As an alternative, American Safe Room’s air-filtration system starts at $1,900.
The system “overpressures the safe room with filtered air so that all the air in the protected space is flowing outward through any potential leak points,” American Safe Room’s online information says. The system is advertised as having a dual-stage pre-filter, a nuclear-grade high-efficiency particulate arrestance filter (known as HEPA) and a gas-absorption filter optimized for nuclear events.
Government shelters
Building bomb and fallout shelters harkens back to the Cold War, even in Hawaii. In the 1960s, a Hilo company sold fallout shelters for $300 down and $1,995, according to a 1967 advertisement featuring “Family SAF-T fallout shelters” posted on the wall near HI-EMA spokesman Richard Rapoza’s desk. .
Manoa resident Jim Nakata, who grew up in the 1950s, recalls watching films at school showing the horrors of an atomic blast.
“For a child, it’s kind of nightmarish,” he said.

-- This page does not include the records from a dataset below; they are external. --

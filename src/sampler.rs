// =============================================================================
// sampler.rs — THE ROULETTE WHEEL
// =============================================================================
//
// Weighted random sampling without replacement, A-ES flavor
// (Efraimidis & Spirakis, "Weighted random sampling with a reservoir", 2006).
//
// The naive way to pick k things by weight without repeats is to draw one,
// remove it, renormalize, draw again, k times over. A-ES does it in a single
// pass instead:
//
//   1. For every item i draw u_i uniformly from the open interval (0, 1).
//   2. Compute its priority key v_i = u_i ^ (1 / w_i).
//   3. Keep the k items with the largest keys.
//
// Heavier items raise u to a smaller power, which drags their key towards 1,
// so they tend to float to the top. The resulting distribution is the same as
// the draw-remove-renormalize dance.
//
// Weights <= 0 are treated as 1 when computing the key. A zero weight would
// mean 1/0 in the exponent, and a negative one flips the exponent's sign so
// that u^(1/w) > 1 and the item beats every positively weighted item. Weight 1
// gives those items a plain, neutral key instead. The caller's weights are
// never touched.
//
// Output is ordered by ascending key: the single most favored pick comes LAST.
// =============================================================================

use rand::distributions::{Distribution, Open01};
use rand::Rng;
use thiserror::Error;
use tracing::warn;

/// Reasons a sampling request is refused. Each one is checked before a single
/// random number is drawn.
#[derive(Debug, Error, PartialEq)]
pub enum SampleError {
    #[error("population must not be empty")]
    EmptyPopulation,

    #[error("weights must not be empty")]
    EmptyWeights,

    #[error("sample size must be a positive integer greater than zero")]
    ZeroSampleSize,

    #[error("population and weights must be equal length (population: {population}, weights: {weights})")]
    LengthMismatch { population: usize, weights: usize },

    #[error("weight #{index} ({weight}) is not a whole number")]
    NonIntegerWeight { index: usize, weight: f64 },
}

/// Draw `k` distinct items from `population`, biased by `weights`, using a
/// caller-supplied generator.
///
/// `weights[i]` belongs to `population[i]` and must be a whole number; values
/// `<= 0` count as 1. Returns `min(k, population.len())` items ordered by
/// ascending priority key, so the item the wheel liked best is last. Asking
/// for more items than there are returns all of them in weighted random order.
pub fn sample_with_rng<T, R>(
    population: &[T],
    weights: &[f64],
    k: usize,
    rng: &mut R,
) -> Result<Vec<T>, SampleError>
where
    T: Clone,
    R: Rng + ?Sized,
{
    validate(population.len(), weights, k)?;

    let mut keyed: Vec<(f64, usize)> = weights
        .iter()
        .enumerate()
        .map(|(index, &weight)| {
            let u: f64 = Open01.sample(&mut *rng);
            (priority_key(u, weight), index)
        })
        .collect();

    let n = keyed.len();
    let take = k.min(n);
    if take < k {
        warn!(requested = k, available = n, "Sample size exceeds population, returning everything");
    }

    // Partition so the `take` largest keys sit at the tail, then order just
    // those. No need to sort the whole population.
    let by_key = |a: &(f64, usize), b: &(f64, usize)| a.0.total_cmp(&b.0);
    let split = n - take;
    if split > 0 {
        keyed.select_nth_unstable_by(split, by_key);
    }
    let top = &mut keyed[split..];
    top.sort_unstable_by(by_key);

    Ok(top.iter().map(|&(_, index)| population[index].clone()).collect())
}

/// The A-ES priority key for a uniform draw `u` in (0, 1) and a weight.
fn priority_key(u: f64, weight: f64) -> f64 {
    let weight = if weight <= 0.0 { 1.0 } else { weight };
    u.powf(weight.recip())
}

fn validate(population: usize, weights: &[f64], k: usize) -> Result<(), SampleError> {
    if population == 0 {
        return Err(SampleError::EmptyPopulation);
    }
    if weights.is_empty() {
        return Err(SampleError::EmptyWeights);
    }
    if k == 0 {
        return Err(SampleError::ZeroSampleSize);
    }
    if population != weights.len() {
        return Err(SampleError::LengthMismatch {
            population,
            weights: weights.len(),
        });
    }
    if let Some((index, &weight)) = weights
        .iter()
        .enumerate()
        .find(|(_, w)| !w.is_finite() || w.fract() != 0.0)
    {
        return Err(SampleError::NonIntegerWeight { index, weight });
    }
    Ok(())
}

#[cfg(test)]
mod tests {
    use super::*;
    use rand::rngs::StdRng;
    use rand::{RngCore, SeedableRng};
    use std::collections::HashSet;
    use std::io;
    use std::sync::{Arc, Mutex};

    fn sample<T: Clone>(population: &[T], weights: &[f64], k: usize) -> Result<Vec<T>, SampleError> {
        sample_with_rng(population, weights, k, &mut StdRng::seed_from_u64(0))
    }

    fn one_to_nine() -> (Vec<u32>, Vec<f64>) {
        let population: Vec<u32> = (1..10).collect();
        let weights = population.iter().map(|&i| f64::from(i)).collect();
        (population, weights)
    }

    #[test]
    fn test_sample_size_and_membership() {
        let (population, weights) = one_to_nine();
        let mut rng = StdRng::seed_from_u64(1);
        for k in 1..=population.len() {
            let picked = sample_with_rng(&population, &weights, k, &mut rng).unwrap();
            assert_eq!(picked.len(), k);
            assert!(picked.iter().all(|p| population.contains(p)));
            let unique: HashSet<_> = picked.iter().collect();
            assert_eq!(unique.len(), k, "duplicate in {picked:?}");
        }
    }

    #[test]
    fn test_works_through_a_trait_object() {
        let (population, weights) = one_to_nine();
        let mut rng: Box<dyn RngCore> = Box::new(rand::thread_rng());
        let picked = sample_with_rng(&population, &weights, 5, &mut *rng).unwrap();
        assert_eq!(picked.len(), 5);
    }

    #[test]
    fn test_k_equal_to_population_returns_everything() {
        let (population, weights) = one_to_nine();
        let picked = sample(&population, &weights, population.len()).unwrap();
        let got: HashSet<_> = picked.into_iter().collect();
        let want: HashSet<_> = population.into_iter().collect();
        assert_eq!(got, want);
    }

    #[test]
    fn test_large_k_returns_everything() {
        let (population, weights) = one_to_nine();
        let picked = sample(&population, &weights, 5000).unwrap();
        assert_eq!(picked.len(), population.len());
        let got: HashSet<_> = picked.into_iter().collect();
        assert_eq!(got.len(), population.len());
    }

    /// Collects whatever the fmt subscriber writes.
    #[derive(Clone, Default)]
    struct Captured(Arc<Mutex<Vec<u8>>>);

    impl io::Write for Captured {
        fn write(&mut self, buf: &[u8]) -> io::Result<usize> {
            self.0.lock().unwrap().extend_from_slice(buf);
            Ok(buf.len())
        }

        fn flush(&mut self) -> io::Result<()> {
            Ok(())
        }
    }

    fn warnings_while(f: impl FnOnce()) -> String {
        let captured = Captured::default();
        let writer = captured.clone();
        let subscriber = tracing_subscriber::fmt()
            .with_max_level(tracing::Level::WARN)
            .with_ansi(false)
            .with_writer(move || writer.clone())
            .finish();
        tracing::subscriber::with_default(subscriber, f);
        let bytes = captured.0.lock().unwrap().clone();
        String::from_utf8(bytes).unwrap()
    }

    #[test]
    fn test_shortfall_is_a_warning() {
        let (population, weights) = one_to_nine();

        let logged = warnings_while(|| {
            sample(&population, &weights, 50).unwrap();
        });
        assert!(logged.contains("WARN"), "got: {logged:?}");
        assert!(logged.contains("Sample size exceeds population"));
        assert!(logged.contains("requested=50"));
        assert!(logged.contains("available=9"));

        let quiet = warnings_while(|| {
            sample(&population, &weights, 9).unwrap();
        });
        assert!(quiet.is_empty(), "got: {quiet:?}");
    }

    #[test]
    fn test_output_is_ascending_by_key() {
        let (population, weights) = one_to_nine();
        let seed = 42;

        // Replay the exact draws the sampler will make.
        let mut replay = StdRng::seed_from_u64(seed);
        let mut expected: Vec<(f64, u32)> = population
            .iter()
            .zip(&weights)
            .map(|(&item, &w)| {
                let u: f64 = Open01.sample(&mut replay);
                (priority_key(u, w), item)
            })
            .collect();
        expected.sort_by(|a, b| a.0.total_cmp(&b.0));
        let expected_top3: Vec<u32> = expected[expected.len() - 3..].iter().map(|&(_, i)| i).collect();

        let mut rng = StdRng::seed_from_u64(seed);
        let picked = sample_with_rng(&population, &weights, 3, &mut rng).unwrap();
        assert_eq!(picked, expected_top3);
    }

    #[test]
    fn test_same_seed_same_sample() {
        let (population, weights) = one_to_nine();
        let a = sample_with_rng(&population, &weights, 4, &mut StdRng::seed_from_u64(9)).unwrap();
        let b = sample_with_rng(&population, &weights, 4, &mut StdRng::seed_from_u64(9)).unwrap();
        assert_eq!(a, b);
    }

    #[test]
    fn test_empty_population() {
        let (_, weights) = one_to_nine();
        let empty: Vec<u32> = vec![];
        assert_eq!(sample(&empty, &weights, 1), Err(SampleError::EmptyPopulation));
    }

    #[test]
    fn test_empty_weights() {
        let (population, _) = one_to_nine();
        assert_eq!(sample(&population, &[], 5), Err(SampleError::EmptyWeights));
    }

    #[test]
    fn test_zero_k() {
        let (population, weights) = one_to_nine();
        assert_eq!(sample(&population, &weights, 0), Err(SampleError::ZeroSampleSize));
    }

    #[test]
    fn test_length_mismatch() {
        assert_eq!(
            sample(&["a", "b"], &[1.0], 1),
            Err(SampleError::LengthMismatch { population: 2, weights: 1 })
        );
    }

    #[test]
    fn test_fractional_weight_is_rejected() {
        assert_eq!(
            sample(&["a", "b"], &[1.0, 2.5], 1),
            Err(SampleError::NonIntegerWeight { index: 1, weight: 2.5 })
        );
        assert!(matches!(
            sample(&["a"], &[f64::NAN], 1),
            Err(SampleError::NonIntegerWeight { index: 0, .. })
        ));
        assert!(matches!(
            sample(&["a"], &[f64::INFINITY], 1),
            Err(SampleError::NonIntegerWeight { index: 0, .. })
        ));
    }

    #[test]
    fn test_nonpositive_weights_get_a_neutral_key() {
        assert_eq!(priority_key(0.25, 0.0), 0.25);
        assert_eq!(priority_key(0.25, -5.0), 0.25);
        assert_eq!(priority_key(0.25, 1.0), 0.25);
        assert!((priority_key(0.25, 2.0) - 0.5).abs() < 1e-12);
        assert!(priority_key(0.25, -5.0) < 1.0);
    }

    #[test]
    fn test_all_nonpositive_weights_are_uniform() {
        let population = ["a", "b", "c", "d"];
        let weights = [0.0, -3.0, -100.0, 0.0];
        let mut rng = StdRng::seed_from_u64(2024);
        let trials = 20_000;
        let mut counts = [0usize; 4];
        for _ in 0..trials {
            let picked = sample_with_rng(&population, &weights, 1, &mut rng).unwrap();
            let index = population.iter().position(|p| *p == picked[0]).unwrap();
            counts[index] += 1;
        }
        // Expect ~5000 each; the standard deviation is ~61.
        for count in counts {
            assert!((4_500..=5_500).contains(&count), "counts were {counts:?}");
        }
    }

    #[test]
    fn test_negative_weight_does_not_dominate() {
        let population = ["heavy", "negative"];
        let weights = [1_000_000.0, -5.0];
        let mut rng = StdRng::seed_from_u64(77);
        let trials = 10_000;
        let heavy = (0..trials)
            .filter(|_| sample_with_rng(&population, &weights, 1, &mut rng).unwrap()[0] == "heavy")
            .count();
        // The negative item should win about once in a million draws.
        assert!(heavy >= trials - 10, "heavy won only {heavy}/{trials}");
    }

    #[test]
    fn test_weights_bias_selection() {
        let population = ["light", "heavy"];
        let weights = [1.0, 9.0];
        let mut rng = StdRng::seed_from_u64(5);
        let trials = 10_000;
        let heavy = (0..trials)
            .filter(|_| sample_with_rng(&population, &weights, 1, &mut rng).unwrap()[0] == "heavy")
            .count();
        let share = heavy as f64 / trials as f64;
        assert!((0.87..=0.93).contains(&share), "heavy share was {share}");
    }

    #[test]
    fn test_favorite_comes_last() {
        // With k = 2 from {light, heavy}, the heavy one should usually be last.
        let population = ["light", "heavy"];
        let weights = [1.0, 1_000.0];
        let mut rng = StdRng::seed_from_u64(11);
        let last_is_heavy = (0..1_000)
            .filter(|_| sample_with_rng(&population, &weights, 2, &mut rng).unwrap()[1] == "heavy")
            .count();
        assert!(last_is_heavy > 990, "heavy last only {last_is_heavy}/1000");
    }
}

His neighbor built a fallout shelter during that time, and he and other neighborhood kids wondered where the key was kept, he said. But Nakata scoffs at the idea of fallout and bomb shelters today, saying nuclear bombs are significantly more powerful than the atomic bomb dropped on Hiroshima.
“No way I would bother with one,” he said. “There’s no practical way. Personally, I’m not worried about it. I can’t worry about it.”
Too many things are required, including a “way to scrub the air,” food storage, possibly electrical and plumbing permits, building a shelter large enough for the entire family, having a generator or other backup source of electricity, Nakata said.
Hiu recommends that anyone considering building an underground shelter hire a design professional who could analyze soils, drainage patterns and the presence of groundwater to evaluate the feasibility.
Safe room provisions in Honolulu’s building code address temporary protection during a hurricane. But the building code does not include requirements to protect against nuclear fallout, which would “far exceed any minimum requirements that we could adopt,” Hiu said.
Star-Advertiser reporter William Cole contributed to this report.